Making your rank list
Pour yourself a glass of something and get ready for the ultimate game of uncertainty and program shufﬂe! Unless you know exactly where you’re hoping to go, you and your spouse will hash out the pros and cons of each program and location, make some lists, and look up information about all the program cities. What do these various cities offer? How close would you be to friends and family? Are there possible support groups either through the program or in the community (such as a church, mom’s groups, exercise club, etc)?
After you make your ﬁrst rank list, you will probably revisit it and rearrange it numerous times before ﬁnally closing your eyes, saying a prayer, and hitting the submit button. Deadlines for rank list submissions is usually mid-February. For a list of important residency application dates, head to the National Residency Match Program website.
Waiting for The Match
Of all the waiting to be done before and during medical school, waiting for The Match takes the cake!
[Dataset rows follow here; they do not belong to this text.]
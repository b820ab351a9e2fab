//! Extractors whose rejections use the `{status_code, message}` envelope.

use axum::async_trait;
use axum::extract::{FromRequest, FromRequestParts, Path, Query, Request};
use axum::http::request::Parts;
use axum::Json;
use serde::de::DeserializeOwned;
use uuid::Uuid;
use validator::Validate;

use crate::Error;

/// JSON body that is also run through `validator`.
#[derive(Debug, Clone, Copy, Default)]
pub struct ValidatedJson<T>(pub T);

#[async_trait]
impl<T, S> FromRequest<S> for ValidatedJson<T>
where
    T: DeserializeOwned + Validate,
    S: Send + Sync,
{
    type Rejection = Error;

    async fn from_request(req: Request, state: &S) -> Result<Self, Self::Rejection> {
        let Json(value) = Json::<T>::from_request(req, state)
            .await
            .map_err(|rejection| Error::invalid_argument(rejection.body_text()))?;
        value.validate()?;
        Ok(ValidatedJson(value))
    }
}

/// Plain JSON body.
#[derive(Debug, Clone, Copy, Default)]
pub struct JsonBody<T>(pub T);

#[async_trait]
impl<T, S> FromRequest<S> for JsonBody<T>
where
    T: DeserializeOwned,
    S: Send + Sync,
{
    type Rejection = Error;

    async fn from_request(req: Request, state: &S) -> Result<Self, Self::Rejection> {
        let Json(value) = Json::<T>::from_request(req, state)
            .await
            .map_err(|rejection| Error::invalid_argument(rejection.body_text()))?;
        Ok(JsonBody(value))
    }
}

#[derive(Debug, Clone, Copy, Default)]
pub struct QueryParams<T>(pub T);

#[async_trait]
impl<T, S> FromRequestParts<S> for QueryParams<T>
where
    T: DeserializeOwned,
    S: Send + Sync,
{
    type Rejection = Error;

    async fn from_request_parts(parts: &mut Parts, state: &S) -> Result<Self, Self::Rejection> {
        let Query(value) = Query::<T>::from_request_parts(parts, state)
            .await
            .map_err(|rejection| Error::invalid_argument(rejection.body_text()))?;
        Ok(QueryParams(value))
    }
}

#[derive(Debug, Clone, Copy)]
pub struct PathParam<T>(pub T);

#[async_trait]
impl<T, S> FromRequestParts<S> for PathParam<T>
where
    T: DeserializeOwned + Send,
    S: Send + Sync,
{
    type Rejection = Error;

    async fn from_request_parts(parts: &mut Parts, state: &S) -> Result<Self, Self::Rejection> {
        let Path(value) = Path::<T>::from_request_parts(parts, state)
            .await
            .map_err(|rejection| Error::invalid_argument(rejection.body_text()))?;
        Ok(PathParam(value))
    }
}

/// Header naming the user on whose behalf a request is made.
pub const ACTING_USER_HEADER: &str = "x-acting-user";

/// Id from the `x-acting-user` header, `None` when the header is absent.
#[derive(Debug, Clone, Copy, Default)]
pub struct ActingUser(pub Option<Uuid>);

#[async_trait]
impl<S> FromRequestParts<S> for ActingUser
where
    S: Send + Sync,
{
    type Rejection = Error;

    async fn from_request_parts(parts: &mut Parts, _state: &S) -> Result<Self, Self::Rejection> {
        let Some(value) = parts.headers.get(ACTING_USER_HEADER) else {
            return Ok(ActingUser(None));
        };
        value
            .to_str()
            .ok()
            .and_then(|raw| Uuid::parse_str(raw.trim()).ok())
            .map(|id| ActingUser(Some(id)))
            .ok_or_else(|| Error::invalid_argument(format!("{ACTING_USER_HEADER} must be a user id")))
    }
}
//! Appending records to a JSONL file.
//!
//! Plank's annotation log is append-only: records are added one at a time
//! and never rewritten. This module provides that single primitive.

use crate::error::{Error, Result};
use serde::Serialize;
use std::path::Path;
use tokio::fs::OpenOptions;
use tokio::io::AsyncWriteExt;

/// Serialize one record and append it to a JSONL file.
///
/// The file is created if it does not exist. The record is written as a
/// single line followed by a newline, and the write is flushed before
/// returning so a subsequent read observes it.
///
/// # Errors
///
/// Returns [`Error::InvalidFormat`] if the record serializes to text
/// containing a newline (which would corrupt the line-oriented file),
/// [`Error::Json`] if serialization fails, and [`Error::Io`] for file
/// system failures.
pub async fn append_jsonl<T, P>(path: P, record: &T) -> Result<()>
where
    T: Serialize,
    P: AsRef<Path>,
{
    let json = serde_json::to_string(record)?;
    if json.contains('\n') {
        return Err(Error::InvalidFormat(
            "serialized record contains a newline".to_string(),
        ));
    }

    let mut file = OpenOptions::new()
        .create(true)
        .append(true)
        .open(path.as_ref())
        .await?;

    file.write_all(json.as_bytes()).await?;
    file.write_all(b"\n").await?;
    file.flush().await?;

    Ok(())
}
//! Remote issue gateway for the GitHub REST API.
//!
//! The gateway fetches the flat issue collection for a repository and
//! normalizes failures into [`GatewayError`]. It performs no business
//! logic: classification and column ownership live in [`crate::board`].
//!
//! The credential is passed in explicitly at construction. There is no
//! shared client or ambient token state, so repeated configuration changes
//! cannot race.

pub(crate) mod wire;

use crate::domain::Issue;
use async_trait::async_trait;
use reqwest::header::{HeaderMap, HeaderValue, ACCEPT, AUTHORIZATION, USER_AGENT};
use reqwest::StatusCode;
use std::fmt;
use thiserror::Error;

const DEFAULT_BASE_URL: &str = "https://api.github.com";
const USER_AGENT_VALUE: &str = "plank-board";
const PER_PAGE: usize = 100;

/// Coordinates of a repository on the remote tracker.
#[derive(Debug, Clone, PartialEq, Eq)]
pub struct RepoId {
    /// Repository owner (user or organization).
    pub owner: String,

    /// Repository name.
    pub repo: String,
}

impl RepoId {
    /// Create a new repository id.
    pub fn new(owner: impl Into<String>, repo: impl Into<String>) -> Self {
        Self {
            owner: owner.into(),
            repo: repo.into(),
        }
    }
}

impl fmt::Display for RepoId {
    fn fmt(&self, f: &mut fmt::Formatter<'_>) -> fmt::Result {
        write!(f, "{}/{}", self.owner, self.repo)
    }
}

/// Errors surfaced by the remote issue gateway.
///
/// Every variant renders as a single human-readable message; the board
/// treats all of them as an opaque fetch failure.
#[derive(Debug, Error)]
pub enum GatewayError {
    /// Credential rejected or missing required scope.
    #[error("authentication failed: {0}")]
    Auth(String),

    /// Repository (or issue) does not exist or is not visible.
    #[error("not found: {0}")]
    NotFound(String),

    /// API rate limit exhausted.
    #[error("rate limit exceeded: {0}")]
    RateLimit(String),

    /// Network failure or unexpected HTTP status.
    #[error("request failed: {0}")]
    Transport(String),

    /// Response body did not match the expected wire format.
    #[error("malformed response: {0}")]
    Decode(String),
}

/// The one operation the board core consumes from the remote side.
///
/// Object-safe so the application can hold `Box<dyn IssueGateway>` and
/// tests can substitute a canned implementation.
#[async_trait]
pub trait IssueGateway: Send + Sync {
    /// Fetch the full flat issue collection for `repo`, open and closed.
    async fn fetch_issues(&self, repo: &RepoId) -> Result<Vec<Issue>, GatewayError>;

    /// Fetch a single issue by its human-facing number.
    async fn fetch_issue(&self, repo: &RepoId, number: u64) -> Result<Issue, GatewayError>;
}

/// Gateway implementation over the GitHub REST API.
pub struct GitHubGateway {
    client: reqwest::Client,
    base_url: String,
    token: String,
}

impl fmt::Debug for GitHubGateway {
    fn fmt(&self, f: &mut fmt::Formatter<'_>) -> fmt::Result {
        f.debug_struct("GitHubGateway")
            .field("base_url", &self.base_url)
            .field("token", &"<redacted>")
            .finish_non_exhaustive()
    }
}

impl GitHubGateway {
    /// Create a gateway authenticating with `token`.
    #[must_use]
    pub fn new(token: impl Into<String>) -> Self {
        Self::with_base_url(token, DEFAULT_BASE_URL)
    }

    /// Create a gateway against a non-default API root (used by tests).
    #[must_use]
    pub fn with_base_url(token: impl Into<String>, base_url: impl Into<String>) -> Self {
        Self {
            client: reqwest::Client::new(),
            base_url: base_url.into(),
            token: token.into(),
        }
    }

    fn headers(&self) -> HeaderMap {
        let mut headers = HeaderMap::new();
        headers.insert(ACCEPT, HeaderValue::from_static("application/vnd.github+json"));
        headers.insert(USER_AGENT, HeaderValue::from_static(USER_AGENT_VALUE));
        if let Ok(value) = HeaderValue::from_str(&format!("Bearer {}", self.token)) {
            headers.insert(AUTHORIZATION, value);
        }
        headers
    }

    async fn get_json<T>(&self, url: &str, query: &[(&str, String)]) -> Result<T, GatewayError>
    where
        T: serde::de::DeserializeOwned,
    {
        let response = self
            .client
            .get(url)
            .headers(self.headers())
            .query(query)
            .send()
            .await
            .map_err(|err| GatewayError::Transport(err.to_string()))?;

        let status = response.status();
        if !status.is_success() {
            let rate_limit_exhausted = response
                .headers()
                .get("x-ratelimit-remaining")
                .and_then(|value| value.to_str().ok())
                .is_some_and(|remaining| remaining == "0");
            return Err(error_for_status(status, rate_limit_exhausted, url));
        }

        response
            .json::<T>()
            .await
            .map_err(|err| GatewayError::Decode(err.to_string()))
    }
}

/// Map a non-success HTTP status to the gateway error taxonomy.
///
/// A 403 is authentication unless the rate-limit budget is exhausted, in
/// which case GitHub uses it to signal throttling.
fn error_for_status(status: StatusCode, rate_limit_exhausted: bool, url: &str) -> GatewayError {
    match status {
        StatusCode::UNAUTHORIZED => {
            GatewayError::Auth("credential rejected (HTTP 401)".to_string())
        }
        StatusCode::FORBIDDEN if rate_limit_exhausted => {
            GatewayError::RateLimit("API rate limit exhausted (HTTP 403)".to_string())
        }
        StatusCode::FORBIDDEN => {
            GatewayError::Auth("access forbidden (HTTP 403)".to_string())
        }
        StatusCode::TOO_MANY_REQUESTS => {
            GatewayError::RateLimit("too many requests (HTTP 429)".to_string())
        }
        StatusCode::NOT_FOUND => GatewayError::NotFound(url.to_string()),
        other => GatewayError::Transport(format!("unexpected HTTP status {other} for {url}")),
    }
}

#[async_trait]
impl IssueGateway for GitHubGateway {
    async fn fetch_issues(&self, repo: &RepoId) -> Result<Vec<Issue>, GatewayError> {
        let url = format!("{}/repos/{}/{}/issues", self.base_url, repo.owner, repo.repo);
        let mut issues = Vec::new();
        let mut page = 1usize;

        loop {
            let batch: Vec<wire::WireIssue> = self
                .get_json(
                    &url,
                    &[
                        ("state", "all".to_string()),
                        ("per_page", PER_PAGE.to_string()),
                        ("page", page.to_string()),
                    ],
                )
                .await?;

            let batch_len = batch.len();
            // Pull requests arrive through the issues endpoint; drop them.
            issues.extend(
                batch
                    .into_iter()
                    .filter(|item| !item.is_pull_request())
                    .map(Issue::from),
            );

            if batch_len < PER_PAGE {
                break;
            }
            page += 1;
        }

        tracing::debug!(repo = %repo, count = issues.len(), pages = page, "fetched issues");
        Ok(issues)
    }

    async fn fetch_issue(&self, repo: &RepoId, number: u64) -> Result<Issue, GatewayError> {
        let url = format!(
            "{}/repos/{}/{}/issues/{number}",
            self.base_url, repo.owner, repo.repo
        );
        let item: wire::WireIssue = self.get_json(&url, &[]).await?;

        if item.is_pull_request() {
            return Err(GatewayError::NotFound(format!(
                "#{number} in {repo} is a pull request, not an issue"
            )));
        }

        Ok(item.into())
    }
}
//! Resilient JSONL reading.
//!
//! Reads a JSONL file line by line, deserializing each non-blank line and
//! collecting a [`Warning`] for every line that cannot be parsed instead of
//! failing the whole load.

use crate::error::Result;
use crate::warning::Warning;
use serde::de::DeserializeOwned;
use std::path::Path;
use tokio::fs::File;
use tokio::io::{AsyncBufReadExt, BufReader};

/// Read all records from a JSONL file, skipping unusable lines.
///
/// Blank lines are skipped silently. Lines that fail to parse as `T` are
/// skipped with a [`Warning::MalformedJson`] carrying the 1-based line
/// number, so one corrupt record never poisons the rest of the file.
///
/// # Errors
///
/// Returns an error only when the file itself cannot be opened or read.
/// Per-line parse failures are reported through the warning list.
pub async fn read_jsonl_resilient<T, P>(path: P) -> Result<(Vec<T>, Vec<Warning>)>
where
    T: DeserializeOwned,
    P: AsRef<Path>,
{
    let file = File::open(path.as_ref()).await?;
    let mut lines = BufReader::new(file).lines();

    let mut records = Vec::new();
    let mut warnings = Vec::new();
    let mut line_number = 0usize;

    while let Some(line) = lines.next_line().await? {
        line_number += 1;

        if line.trim().is_empty() {
            continue;
        }

        match serde_json::from_str::<T>(&line) {
            Ok(record) => records.push(record),
            Err(parse_err) => {
                tracing::debug!(line_number, error = %parse_err, "skipping malformed JSONL line");
                warnings.push(Warning::MalformedJson {
                    line_number,
                    error: parse_err.to_string(),
                });
            }
        }
    }

    Ok((records, warnings))
}
//! Local annotation store.
//!
//! Annotations are user-authored comments that live only on this machine,
//! persisted as an append-only JSONL file under `.plank/`. They are merged
//! into the issue detail view and never affect classification or the
//! remote tracker. Records are never edited or deleted, so the file is
//! only ever appended to.

use crate::domain::{Annotation, AnnotationId, IssueId};
use crate::error::Result;
use chrono::{DateTime, Utc};
use plank_jsonl::{append_jsonl, read_jsonl_resilient, Warning};
use std::path::{Path, PathBuf};

/// Generator for unique, monotonic annotation ids.
///
/// Ids are `{millis:013}-{seq:04}`: zero-padded so lexicographic order
/// equals generation order even when several ids land in the same
/// millisecond or the clock stands still.
#[derive(Debug, Default)]
struct IdGenerator {
    last_millis: i64,
    seq: u32,
}

impl IdGenerator {
    /// Seed the generator past an already-used id so new ids keep sorting
    /// after everything loaded from disk.
    fn seed_past(&mut self, id: &AnnotationId) {
        let mut parts = id.as_str().split('-');
        let Some(millis) = parts.next().and_then(|p| p.parse::<i64>().ok()) else {
            return;
        };
        let seq = parts.next().and_then(|p| p.parse::<u32>().ok()).unwrap_or(0);

        if millis > self.last_millis {
            self.last_millis = millis;
            self.seq = seq;
        } else if millis == self.last_millis {
            self.seq = self.seq.max(seq);
        }
    }

    fn next(&mut self, now: DateTime<Utc>) -> AnnotationId {
        let millis = now.timestamp_millis();
        if millis > self.last_millis {
            self.last_millis = millis;
            self.seq = 0;
        } else {
            self.seq += 1;
        }
        AnnotationId::new(format!("{:013}-{:04}", self.last_millis, self.seq))
    }
}

/// Append-only store of local annotations, keyed by issue id via a linear
/// filter (no secondary index at this scale).
#[derive(Debug)]
pub struct AnnotationStore {
    path: PathBuf,
    annotations: Vec<Annotation>,
    id_generator: IdGenerator,
}

impl AnnotationStore {
    /// Load the store from `path`.
    ///
    /// A missing file is an empty store, not an error. Malformed lines are
    /// skipped and reported through the returned warnings.
    pub async fn load(path: impl AsRef<Path>) -> Result<(Self, Vec<Warning>)> {
        let path = path.as_ref().to_path_buf();

        let (annotations, warnings): (Vec<Annotation>, Vec<Warning>) = if path.exists() {
            read_jsonl_resilient(&path).await?
        } else {
            (Vec::new(), Vec::new())
        };

        let mut id_generator = IdGenerator::default();
        for annotation in &annotations {
            id_generator.seed_past(&annotation.id);
        }

        tracing::debug!(
            path = %path.display(),
            count = annotations.len(),
            skipped = warnings.len(),
            "annotation store loaded"
        );

        Ok((
            Self {
                path,
                annotations,
                id_generator,
            },
            warnings,
        ))
    }

    /// Path of the backing JSONL file.
    #[must_use]
    pub fn path(&self) -> &Path {
        &self.path
    }

    /// All annotations in insertion order.
    #[must_use]
    pub fn list_all(&self) -> &[Annotation] {
        &self.annotations
    }

    /// Annotations for one issue, in insertion order.
    #[must_use]
    pub fn for_issue(&self, issue_id: IssueId) -> Vec<&Annotation> {
        self.annotations
            .iter()
            .filter(|annotation| annotation.issue_id == issue_id)
            .collect()
    }

    /// Submit a new annotation.
    ///
    /// Whitespace-only content is rejected before an annotation is
    /// constructed: no error, no state change, `Ok(None)`. Otherwise the
    /// annotation is appended to the file and returned.
    pub async fn submit(
        &mut self,
        issue_id: IssueId,
        author: &str,
        content: &str,
    ) -> Result<Option<Annotation>> {
        let content = content.trim();
        if content.is_empty() {
            tracing::debug!(%issue_id, "ignoring blank annotation submission");
            return Ok(None);
        }

        let annotation = Annotation {
            id: self.id_generator.next(Utc::now()),
            issue_id,
            content: content.to_string(),
            author: author.to_string(),
            created_at: Utc::now(),
        };

        append_jsonl(&self.path, &annotation).await?;
        self.annotations.push(annotation.clone());

        Ok(Some(annotation))
    }
}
To read all about Match Day and how to survive this roller-coaster ride, head on over to: The Match: A Guide for the Big Day.
Applying for residency is a complicated process ﬁlled with a mix of thrills and chills. Your number one goal during this time is to communicate with your spouse and come together as a team. Talk about your dreams, desires, goals, and anticipated needs going forward. This is your time to name some necessities and expectations! You will want to enter into this matching game feeling heard, understood, and on the same page with your spouse. No matter what the results are in the end, you’ll be together and will ﬁnd a way to make it work!